Learning DS / ML Concepts

9 minute read

To fully understand a data science or machine learning concept, we need to be exposed to all three perspectives—the idea, the math, and the code.

I’ve read my fair share of papers, taken both lacklustre and intense classes, and encountered countless formulas, but when a concept actually comes up in practice, I often find myself missing core chunks of knowledge to actully implement it for my use case, and instead have to spend unexpected, additional time filling in the gaps of how the underlying math functions and how the code should be structured.

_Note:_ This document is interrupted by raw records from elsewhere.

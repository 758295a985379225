//! Account Directory
//!
//! Owns account records and the access tokens that authenticate them.
//! Passwords are stored only as Argon2id digests and tokens only as SHA-256
//! digests; plaintext values pass through here but are never persisted or
//! logged.

use chrono::Utc;
use sqlx::SqliteConnection;
use std::sync::atomic::{AtomicUsize, Ordering};
use std::sync::Arc;
use tokio::sync::OnceCell;

use crate::constants::{
    ERR_EMPTY_PASSWORD, ERR_INVALID_EMAIL, MAX_PERSON_NAME_LEN, MAX_TOKEN_BYTES, MIN_TOKEN_BYTES,
};
use crate::db::Db;
use crate::error::{AppError, Result};
use crate::models::Account;
use crate::security::{
    generate_account_id, generate_token, hash_password, token_digest, verify_password,
    HashingParams,
};

const ACCOUNT_COLUMNS: &str = "id, email, first_name, last_name, password_hash, created_at";

/// Hashed once into the decoy digest; never matches a real account
const DECOY_PASSWORD: &str = "decoy-password-for-unknown-accounts";

/// A freshly registered account and its first access token
#[derive(Clone)]
pub struct Registration {
    pub account: Account,
    /// Plaintext token; shown to the caller once and never stored
    pub token: String,
}

#[derive(Clone)]
pub struct AccountDirectory {
    db: Db,
    hashing: HashingParams,
    token_bytes: usize,
    /// Verified against when the email is unknown, so both sign-in failure
    /// paths cost one Argon2 verification
    decoy_digest: Arc<OnceCell<String>>,
    verifications: Arc<AtomicUsize>,
}

impl AccountDirectory {
    pub fn new(db: Db, hashing: HashingParams, token_bytes: usize) -> Self {
        Self {
            db,
            hashing,
            token_bytes,
            decoy_digest: Arc::new(OnceCell::new()),
            verifications: Arc::new(AtomicUsize::new(0)),
        }
    }

    /// Compute the decoy digest up front so the first unknown-email sign-in
    /// is not slower than the rest
    pub async fn warm_up(&self) -> Result<()> {
        self.decoy_digest().await.map(|_| ())
    }

    /// Length of tokens issued by `register`
    pub fn token_bytes(&self) -> usize {
        self.token_bytes
    }

    /// Register a new account
    ///
    /// Returns `DuplicateCredential` if the (normalized) email is taken.
    pub async fn register(
        &self,
        email: &str,
        first_name: &str,
        last_name: &str,
        password: &str,
    ) -> Result<Registration> {
        let email = Account::normalize_email(email);
        if !Account::validate_email(&email) {
            return Err(AppError::Validation(ERR_INVALID_EMAIL.to_string()));
        }
        if !Account::validate_person_name(first_name) || !Account::validate_person_name(last_name) {
            return Err(AppError::Validation(format!(
                "First and last name must be at most {} characters",
                MAX_PERSON_NAME_LEN
            )));
        }
        if password.is_empty() {
            return Err(AppError::Validation(ERR_EMPTY_PASSWORD.to_string()));
        }

        let password = password.to_string();
        let params = self.hashing;
        let password_hash =
            tokio::task::spawn_blocking(move || hash_password(&password, params)).await??;

        let account = Account {
            id: generate_account_id(),
            email,
            first_name: first_name.to_string(),
            last_name: last_name.to_string(),
            password_hash,
            created_at: Utc::now(),
        };
        let token = generate_token(self.token_bytes);

        let mut tx = self.db.begin().await?;
        let inserted = sqlx::query(
            "INSERT INTO accounts (id, email, first_name, last_name, password_hash, created_at) \
             VALUES (?, ?, ?, ?, ?, ?)",
        )
        .bind(&account.id)
        .bind(&account.email)
        .bind(&account.first_name)
        .bind(&account.last_name)
        .bind(&account.password_hash)
        .bind(account.created_at)
        .execute(&mut *tx)
        .await;

        if let Err(e) = inserted {
            if AppError::is_unique_violation(&e) {
                tracing::info!("Registration rejected: email already in use");
                return Err(AppError::DuplicateCredential);
            }
            return Err(e.into());
        }

        insert_token(&mut *tx, &account.id, &token).await?;
        tx.commit().await?;

        tracing::info!("New account registered: {}", account.id);
        Ok(Registration { account, token })
    }

    /// Check an email/password pair
    ///
    /// Unknown email and wrong password both yield `AuthFailure`.
    pub async fn authenticate(&self, email: &str, password: &str) -> Result<Account> {
        let email = Account::normalize_email(email);

        let account = sqlx::query_as::<_, Account>(&format!(
            "SELECT {ACCOUNT_COLUMNS} FROM accounts WHERE email = ?"
        ))
        .bind(&email)
        .fetch_optional(&self.db)
        .await?;

        let Some(account) = account else {
            let decoy = self.decoy_digest().await?;
            self.verify(password, decoy).await?;
            tracing::warn!("Authentication failed");
            return Err(AppError::AuthFailure);
        };

        if !self.verify(password, account.password_hash.clone()).await? {
            tracing::warn!("Authentication failed");
            return Err(AppError::AuthFailure);
        }

        tracing::debug!("Account {} authenticated", account.id);
        Ok(account)
    }

    async fn verify(&self, password: &str, digest: String) -> Result<bool> {
        self.verifications.fetch_add(1, Ordering::Relaxed);
        let password = password.to_string();
        Ok(tokio::task::spawn_blocking(move || verify_password(&password, &digest)).await??)
    }

    async fn decoy_digest(&self) -> Result<String> {
        let params = self.hashing;
        let digest = self
            .decoy_digest
            .get_or_try_init(|| async move {
                tokio::task::spawn_blocking(move || hash_password(DECOY_PASSWORD, params))
                    .await
                    .map_err(AppError::from)
                    .and_then(|hashed| hashed)
            })
            .await?;
        Ok(digest.clone())
    }

    /// Password verifications run so far
    #[cfg(test)]
    fn verification_count(&self) -> usize {
        self.verifications.load(Ordering::Relaxed)
    }

    /// Issue a new token of `byte_length` random bytes, revoking all prior ones
    pub async fn issue_token(&self, account: &Account, byte_length: usize) -> Result<String> {
        if !(MIN_TOKEN_BYTES..=MAX_TOKEN_BYTES).contains(&byte_length) {
            return Err(AppError::Validation(format!(
                "Token length must be between {} and {} bytes",
                MIN_TOKEN_BYTES, MAX_TOKEN_BYTES
            )));
        }

        let token = generate_token(byte_length);

        let mut tx = self.db.begin().await?;
        let revoked = sqlx::query(
            "UPDATE access_tokens SET revoked_at = ? WHERE account_id = ? AND revoked_at IS NULL",
        )
        .bind(Utc::now())
        .bind(&account.id)
        .execute(&mut *tx)
        .await?
        .rows_affected();

        // Fails the transaction on the (vanishingly unlikely) digest collision
        insert_token(&mut *tx, &account.id, &token).await?;
        tx.commit().await?;

        tracing::info!(
            "Issued new token for account {} ({} revoked)",
            account.id,
            revoked
        );
        Ok(token)
    }

    /// Map a presented bearer token back to its account
    pub async fn resolve_by_token(&self, token: &str) -> Result<Account> {
        if token.is_empty() {
            return Err(AppError::AccountNotFound);
        }

        sqlx::query_as::<_, Account>(
            "SELECT a.id, a.email, a.first_name, a.last_name, a.password_hash, a.created_at \
             FROM access_tokens t JOIN accounts a ON a.id = t.account_id \
             WHERE t.token_digest = ? AND t.revoked_at IS NULL",
        )
        .bind(token_digest(token))
        .fetch_optional(&self.db)
        .await?
        .ok_or(AppError::AccountNotFound)
    }

    /// Fetch an account by id
    pub async fn get(&self, id: &str) -> Result<Account> {
        sqlx::query_as::<_, Account>(&format!(
            "SELECT {ACCOUNT_COLUMNS} FROM accounts WHERE id = ?"
        ))
        .bind(id)
        .fetch_optional(&self.db)
        .await?
        .ok_or(AppError::AccountNotFound)
    }
}

async fn insert_token(conn: &mut SqliteConnection, account_id: &str, token: &str) -> Result<()> {
    sqlx::query("INSERT INTO access_tokens (token_digest, account_id, created_at) VALUES (?, ?, ?)")
        .bind(token_digest(token))
        .bind(account_id)
        .bind(Utc::now())
        .execute(conn)
        .await?;
    Ok(())
}
pub mod auth;
pub mod drones;
pub mod extract;
pub mod health;

use axum::{
    routing::{get, post},
    Router,
};
use tower_http::trace::TraceLayer;

use crate::AppState;

pub use auth::{profile, rotate_token, sign_in, sign_up};
pub use drones::{create_drone, delete_drone, get_drone, list_drones, update_drone};
pub use extract::{bearer_token, AppJson, CurrentAccount};
pub use health::health_check;

/// Build the application router
///
/// CORS is left to the caller; request tracing follows `config.log_requests`.
pub fn router(state: AppState) -> Router {
    let log_requests = state.config.log_requests;

    let router = Router::new()
        .route("/health", get(health_check))
        .route("/api/signup", post(sign_up))
        .route("/api/signin", post(sign_in))
        .route("/api/profile", get(profile))
        .route("/api/token", post(rotate_token))
        .route("/api/drones", post(create_drone).get(list_drones))
        .route(
            "/api/drones/:id",
            get(get_drone).put(update_drone).delete(delete_drone),
        )
        .with_state(state);

    if log_requests {
        router.layer(TraceLayer::new_for_http())
    } else {
        router
    }
}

Therefore, I believe to truly grasp concepts, we need to view it from all three angles—what it accomplishes (idea), why it works (math), and how it is developed in practice (code). Of course, depending on the content, these components will differ in complexity. Moreover, it’s best to alternate in waves——begin with the overarching idea, math, and code, then loop back as you build up the additional features. I’ll walk through a few examples of what this means, which will hopefully illuminate this formulation.

Self-attention

Attention Is All You Need, Vaswani et al. 2017
https://arxiv.org/abs/1706.03762

For example, what is self-attention?

Conceptually: Allow inputs (i.e. tokens) to check each other out, and find out which of the other inputs are different to them and which are less important.
Mathematically: Dot product the input with itself (ignoring q, k, v at the moment), use the notion of similarity as a proxy for relative importance.
Code: x @ x.transpose(-2,-1)

We’ve avoided introducing potentially new and confusing terminology such as “causal masking” and even “embedding”, no torch.tril(torch.ones(...)), and stripped the concept down to its core.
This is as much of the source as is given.